→ **Data**:
◆ ◆ ◆ ◆ ◆
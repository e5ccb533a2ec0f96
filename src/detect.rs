//! PDF format detection and text-vs-scanned classification.

use crate::error::{Error, Result};
use crate::pdf::{PdfLoader, PdfSource};
use serde::Serialize;
use std::fs::File;
use std::io::Read;
use std::path::Path;

/// PDF format information.
#[derive(Debug, Clone, PartialEq, Eq)]
pub struct PdfFormat {
    /// PDF version (e.g., "1.7", "2.0")
    pub version: String,
}

impl std::fmt::Display for PdfFormat {
    fn fmt(&self, f: &mut std::fmt::Formatter<'_>) -> std::fmt::Result {
        write!(f, "PDF {}", self.version)
    }
}

/// PDF magic bytes: %PDF-
const PDF_MAGIC: &[u8] = b"%PDF-";
const PDF_MAGIC_LEN: usize = 5;
const VERSION_LEN: usize = 3; // e.g., "1.7"
const HEADER_LEN: u64 = 16;

/// Pages sampled by [`classify_document`].
const CLASSIFY_SAMPLE_PAGES: u32 = 3;

/// Trimmed characters a sampled page needs to count as text-based.
const CLASSIFY_MIN_CHARS: usize = 20;

/// Detect PDF format from a file path.
///
/// # Example
/// ```no_run
/// use arpdf::detect::detect_format_from_path;
///
/// let format = detect_format_from_path("document.pdf").unwrap();
/// println!("PDF version: {}", format.version);
/// ```
pub fn detect_format_from_path<P: AsRef<Path>>(path: P) -> Result<PdfFormat> {
    let file = File::open(path)?;
    let mut header = Vec::with_capacity(HEADER_LEN as usize);
    file.take(HEADER_LEN).read_to_end(&mut header)?;
    detect_format_from_bytes(&header)
}

/// Detect PDF format from bytes.
///
/// Returns `Error::UnknownFormat` when the data does not start with a PDF
/// header and `Error::UnsupportedVersion` when the version is malformed.
pub fn detect_format_from_bytes(data: &[u8]) -> Result<PdfFormat> {
    if data.len() < PDF_MAGIC_LEN + VERSION_LEN {
        return Err(Error::UnknownFormat);
    }

    if !data.starts_with(PDF_MAGIC) {
        return Err(Error::UnknownFormat);
    }

    // Extract version string (e.g., "1.7" from "%PDF-1.7")
    let version_bytes = &data[PDF_MAGIC_LEN..PDF_MAGIC_LEN + VERSION_LEN];
    let version = String::from_utf8_lossy(version_bytes).to_string();

    if !is_valid_version(&version) {
        return Err(Error::UnsupportedVersion(version));
    }

    Ok(PdfFormat { version })
}

/// Check if a version string is valid.
fn is_valid_version(version: &str) -> bool {
    if version.len() != 3 {
        return false;
    }

    let chars: Vec<char> = version.chars().collect();
    chars[0].is_ascii_digit() && chars[1] == '.' && chars[2].is_ascii_digit()
}

/// Check if a file is a valid PDF.
pub fn is_pdf<P: AsRef<Path>>(path: P) -> bool {
    detect_format_from_path(path).is_ok()
}

/// Check if bytes represent a valid PDF.
pub fn is_pdf_bytes(data: &[u8]) -> bool {
    detect_format_from_bytes(data).is_ok()
}

/// Whether a document carries a usable text layer.
#[derive(Debug, Clone, Copy, PartialEq, Eq, Serialize)]
#[serde(rename_all = "lowercase")]
pub enum PdfKind {
    /// At least one sampled page has real text
    Text,
    /// No sampled page has real text
    Scanned,
}

impl PdfKind {
    pub fn as_str(&self) -> &'static str {
        match self {
            PdfKind::Text => "text",
            PdfKind::Scanned => "scanned",
        }
    }
}

impl std::fmt::Display for PdfKind {
    fn fmt(&self, f: &mut std::fmt::Formatter<'_>) -> std::fmt::Result {
        f.write_str(self.as_str())
    }
}

/// Classify a document from its first three pages.
///
/// Pages that fail to load are treated as having no text.
pub fn classify_document(source: &dyn PdfSource) -> PdfKind {
    let sample = source.page_count().min(CLASSIFY_SAMPLE_PAGES);
    let has_text = (1..=sample).any(|n| match source.page(n) {
        Ok(page) => page.trimmed_char_count() >= CLASSIFY_MIN_CHARS,
        Err(e) => {
            log::debug!("classify: page {} unreadable: {}", n, e);
            false
        }
    });

    if has_text {
        PdfKind::Text
    } else {
        PdfKind::Scanned
    }
}

/// Open a file and classify it.
pub fn classify_file<P: AsRef<Path>>(path: P) -> Result<PdfKind> {
    let loader = PdfLoader::open(path)?;
    Ok(classify_document(&loader))
}
//! Batch processing over directory trees.

mod common;

use arpdf::{
    find_pdfs, BatchRunner, ExtractConfig, Extractor, JsonFormat, OutputMode, ResultWriter,
    StrategyMode,
};
use common::{write_pdf, CountingOcr, FakeRenderer, PageSpec, TEXT_LINE};
use walkdir::WalkDir;

fn extractor(config: ExtractConfig) -> Extractor {
    let (ocr, _) = CountingOcr::new();
    Extractor::with_parts(config, Box::new(FakeRenderer), Box::new(ocr))
}

fn writer(ex: &Extractor, dir: &std::path::Path, mode: OutputMode) -> ResultWriter {
    ResultWriter::new(dir, mode, JsonFormat::Pretty, ex.normalizer()).unwrap()
}

fn json_files(dir: &std::path::Path) -> Vec<std::path::PathBuf> {
    let mut files: Vec<_> = WalkDir::new(dir)
        .into_iter()
        .filter_map(|e| e.ok())
        .filter(|e| e.file_type().is_file())
        .map(|e| e.into_path())
        .filter(|p| p.extension().map_or(false, |ext| ext == "json"))
        .collect();
    files.sort();
    files
}

#[test]
fn test_batch_writes_one_file_per_pdf() {
    let input = tempfile::tempdir().unwrap();
    let output = tempfile::tempdir().unwrap();
    for i in 0..4 {
        write_pdf(
            input.path(),
            &format!("doc{}.pdf", i),
            &[PageSpec::Text(TEXT_LINE), PageSpec::Scanned],
        );
    }

    let ex = extractor(ExtractConfig::default());
    let w = writer(&ex, output.path(), OutputMode::Simple);
    let report = BatchRunner::new(&ex, &w).run(input.path()).unwrap();

    assert_eq!(report.total(), 4);
    assert_eq!(report.succeeded(), 4);
    assert_eq!(report.failures().count(), 0);
    assert_eq!(report.total_pages(), 8);
    assert_eq!(report.total_ocr_pages(), 4);
    assert_eq!(json_files(output.path()).len(), 4);
    assert!(output.path().join("doc0_extracted.json").exists());
}

#[test]
fn test_batch_records_corrupt_files_and_continues() {
    let input = tempfile::tempdir().unwrap();
    let output = tempfile::tempdir().unwrap();
    for i in 0..3 {
        write_pdf(input.path(), &format!("good{}.pdf", i), &[PageSpec::Text(TEXT_LINE)]);
    }
    std::fs::write(input.path().join("broken.pdf"), b"%PDF-1.4\n%%garbage").unwrap();
    std::fs::write(input.path().join("fake.pdf"), b"definitely not a pdf file").unwrap();

    let ex = extractor(ExtractConfig::default().sequential());
    let w = writer(&ex, output.path(), OutputMode::Structured);
    let report = BatchRunner::new(&ex, &w).run(input.path()).unwrap();

    assert_eq!(report.total(), 5);
    assert_eq!(report.succeeded(), 3);

    let failed: Vec<_> = report
        .failures()
        .map(|f| f.input.file_name().unwrap().to_string_lossy().into_owned())
        .collect();
    assert_eq!(failed, vec!["broken.pdf", "fake.pdf"]);
    assert!(report.failures().all(|f| f.error.is_some() && f.output.is_none()));

    let outputs = json_files(output.path());
    assert_eq!(outputs.len(), 3);
    assert!(outputs
        .iter()
        .all(|p| p.to_string_lossy().ends_with("_structured.json")));
}

#[test]
fn test_batch_mirrors_subdirectories() {
    let input = tempfile::tempdir().unwrap();
    let output = tempfile::tempdir().unwrap();
    write_pdf(input.path(), "top.pdf", &[PageSpec::Text(TEXT_LINE)]);
    write_pdf(input.path(), "laws/2023/decree.pdf", &[PageSpec::Text(TEXT_LINE)]);

    let ex = extractor(ExtractConfig::default().with_strategy(StrategyMode::Direct));
    let w = writer(&ex, output.path(), OutputMode::Simple);
    let report = BatchRunner::new(&ex, &w).run(input.path()).unwrap();

    assert_eq!(report.succeeded(), 2);
    assert!(output.path().join("top_extracted.json").exists());
    assert!(output
        .path()
        .join("laws/2023/decree_extracted.json")
        .exists());
}

#[test]
fn test_batch_progress_callback_sees_every_file() {
    let input = tempfile::tempdir().unwrap();
    let output = tempfile::tempdir().unwrap();
    for i in 0..5 {
        write_pdf(input.path(), &format!("{}.pdf", i), &[PageSpec::Text(TEXT_LINE)]);
    }

    let ex = extractor(ExtractConfig::default());
    let w = writer(&ex, output.path(), OutputMode::Simple);
    let seen = std::sync::atomic::AtomicUsize::new(0);
    let report = BatchRunner::new(&ex, &w)
        .run_with_progress(input.path(), |_| {
            seen.fetch_add(1, std::sync::atomic::Ordering::SeqCst);
        })
        .unwrap();

    assert_eq!(seen.into_inner(), 5);
    assert!(report.files.windows(2).all(|w| w[0].input <= w[1].input));
}

#[test]
fn test_batch_runs_the_listed_files_only() {
    let input = tempfile::tempdir().unwrap();
    let output = tempfile::tempdir().unwrap();
    write_pdf(input.path(), "first.pdf", &[PageSpec::Text(TEXT_LINE)]);
    write_pdf(input.path(), "sub/second.pdf", &[PageSpec::Text(TEXT_LINE)]);

    let pdfs = find_pdfs(input.path()).unwrap();
    // appears after the listing, so the run must not pick it up
    write_pdf(input.path(), "late.pdf", &[PageSpec::Text(TEXT_LINE)]);

    let ex = extractor(ExtractConfig::default().sequential());
    let w = writer(&ex, output.path(), OutputMode::Simple);
    let report = BatchRunner::new(&ex, &w).run_files(input.path(), &pdfs, |_| {});

    assert_eq!(report.total(), pdfs.len());
    assert_eq!(report.succeeded(), 2);
    assert!(output.path().join("sub/second_extracted.json").exists());
    assert!(!output.path().join("late_extracted.json").exists());
}

#[test]
fn test_batch_same_stem_pdfs_do_not_overwrite() {
    let input = tempfile::tempdir().unwrap();
    let output = tempfile::tempdir().unwrap();
    write_pdf(input.path(), "a.pdf", &[PageSpec::Text(TEXT_LINE)]);
    write_pdf(input.path(), "a.PDF", &[PageSpec::Text(TEXT_LINE)]);
    if find_pdfs(input.path()).unwrap().len() < 2 {
        // case-insensitive filesystem
        return;
    }

    let ex = extractor(ExtractConfig::default());
    let w = writer(&ex, output.path(), OutputMode::Simple);
    let report = BatchRunner::new(&ex, &w).run(input.path()).unwrap();

    assert_eq!(report.succeeded(), 2);
    assert_eq!(json_files(output.path()).len(), 2);
    assert!(output.path().join("a_pdf_extracted.json").exists());
    assert!(output.path().join("a_PDF_extracted.json").exists());
}

#[test]
fn test_batch_empty_and_missing_directories() {
    let input = tempfile::tempdir().unwrap();
    let output = tempfile::tempdir().unwrap();

    let ex = extractor(ExtractConfig::default());
    let w = writer(&ex, output.path(), OutputMode::Simple);
    let runner = BatchRunner::new(&ex, &w);

    let report = runner.run(input.path()).unwrap();
    assert_eq!(report.total(), 0);
    assert!(runner.run(input.path().join("nope")).is_err());
}
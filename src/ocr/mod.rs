//! OCR engines for pages without a usable text layer.
//!
//! ## Backends
//!
//! - **PaddleOCR**: CNN-based, best Arabic accuracy in practice (default)
//! - **Tesseract**: traditional OCR via the `tesseract` CLI, needs `ara` data
//! - **EasyOCR**: PyTorch-based, slower on CPU
//! - **TrOCR**: transformer line recognizer, English-printed model by default
//!
//! PaddleOCR, EasyOCR and TrOCR run through a Python interpreter. Use
//! [`create_backend`] to build the engine named in an [`OcrConfig`].

mod backend;
mod python;
mod tesseract;
mod util;

pub use backend::{Language, OcrBackend, OcrBackendType, OcrConfig, OcrError, Recognition};
pub use python::PythonBackend;
pub use tesseract::{parse_tsv, tesseract_languages, TesseractBackend, TsvText};
pub use util::{check_binary, check_pdftoppm_hint, check_python_module, resolve_binary};

/// Build the configured backend.
pub fn create_backend(config: &OcrConfig) -> Result<Box<dyn OcrBackend>, OcrError> {
    create_backend_of(config.backend, config)
}

/// Build a specific backend with the shared settings from `config`.
pub fn create_backend_of(
    backend: OcrBackendType,
    config: &OcrConfig,
) -> Result<Box<dyn OcrBackend>, OcrError> {
    match backend {
        OcrBackendType::Tesseract => Ok(Box::new(TesseractBackend::with_config(config))),
        OcrBackendType::PaddleOcr | OcrBackendType::EasyOcr | OcrBackendType::TrOcr => {
            Ok(Box::new(PythonBackend::new(backend, config)?))
        }
    }
}

#[cfg(test)]
mod tests {
    use super::*;

    #[test]
    fn test_create_backend_matches_type() {
        for backend in OcrBackendType::ALL {
            let config = OcrConfig::default().with_backend(backend);
            let created = create_backend(&config).unwrap();
            assert_eq!(created.backend_type(), backend);
        }
    }
}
◆ ◆ ◆ ◆ ◆
→ **Description of the task**: Line count for the string "sync": please say how many lines in the entries above contain it, with no other words.

→ **Solution**: 2